Perhaps there’s a sub-plot where he promises his niece he’ll take her to her dance recital, but then he can’t make it because a vicious vampire followed him home. The sub-plot where he desperately tries to make it up to his niece, showing up backstage to her final performance, is completely unrelated to the main plotline, but it reveals a lot about who the protagonist is, deep down. And that’s going to make your story stronger.
An intersectional sub-plot is one that intersects with the main plot, and pushes the story forward. This is by far the most common sub-plot that I notice — or, rather, it’s the most common sub-plot that I come across when I dissect a novel that I enjoyed, although (if done well) they’re almost entirely invisible to the reader. They exist to provide a character — often the protagonist — with an item, experience, or ally which initially seems unrelated to the main plot, but which turns out to be vital for her success.
Let’s go back to our supernaturally-challenged hitman. Perhaps the only way he can defeat the vampire is to have a clove of garlic with him at the climax of the story. Now, I don’t know about you, but I rarely have cloves of garlic in my pockets. (If you do, more power to you.) So, how does the protagonist get the garlic he needs?
The simplest answer is to set the final confrontation in a store where garlic is readily available in the produce section. Cue the gunfight, explosions, and frantic phone call from an ally who just has time to yell: “Garlic! You need garlic!” before the protagonist’s phone is knocked from his hand, and they begin a crazy cat-and-mouse game of trying to be the first one to reach the fresh garlic.
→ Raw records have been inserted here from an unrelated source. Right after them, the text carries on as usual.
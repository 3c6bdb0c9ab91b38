pub mod auth;
pub mod files;
pub mod key_exchange;
pub mod messages;
pub mod users;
The more elegant solution is to weave in a sub-plot much earlier in the story so the protagonist has garlic with him for a completely authentic reason.
There are copious examples of these kinds of sub-plots in almost any book you can name, but the book(s) that comes immediately to mind for me is Harry Potter. Have you ever noticed that the school work the heroes are assigned at the beginning of each novel turns out to contain the one clue that’s necessary to beat the bad guy at the end? (Thank you for your nerdiness, Hermione.)
The purpose of a thematic sub-plot is to reinforce the theme, or message, of the main plot, either by matching it or mirroring it. These sub-plots often don’t intersect the main plot at all, and the principle characters of these sub-plots are often minor characters in the main plotline. They stand apart from the main plot and enhance the story not with action, but with mood.
The story of our erstwhile hitman may, for example, make the point that ‘truth is relative’. A thematic sub-plot for this story, then, may involve the assassin’s niece competing for a place in a renowned dance company.
You could match the main plot’s theme by having her realise that there is no objective measure for who the “best” dancer is, and her appointment to the company (or failure to make the grade) doesn’t change the truth of who she is. Alternately, you could mirror the main theme by having her hold fast to the idea that truth is absolute, and when she fails to make the company, she gives up dancing forever and succumbs to anger and bitterness.
One of my favourite examples of thematic sub-plots can be found in Pride and Prejudice, where there are examples of both matching and mirroring the relationship of Elizabeth and Mr. Darcy.
Weaving it all together
In an ideal world, a sub-plot will do more than one thing, perhaps revealing character as well as intersecting with the main plot; or pushing the story forward while thematically mirroring the protagonist’s story. If a sub-plot does none of these things, however, there’s a pretty good chance that it’s filler rather than true depth.
How do you weave sub-plots into your story? Do you have criteria you use to determine whether they’re truly serving the story?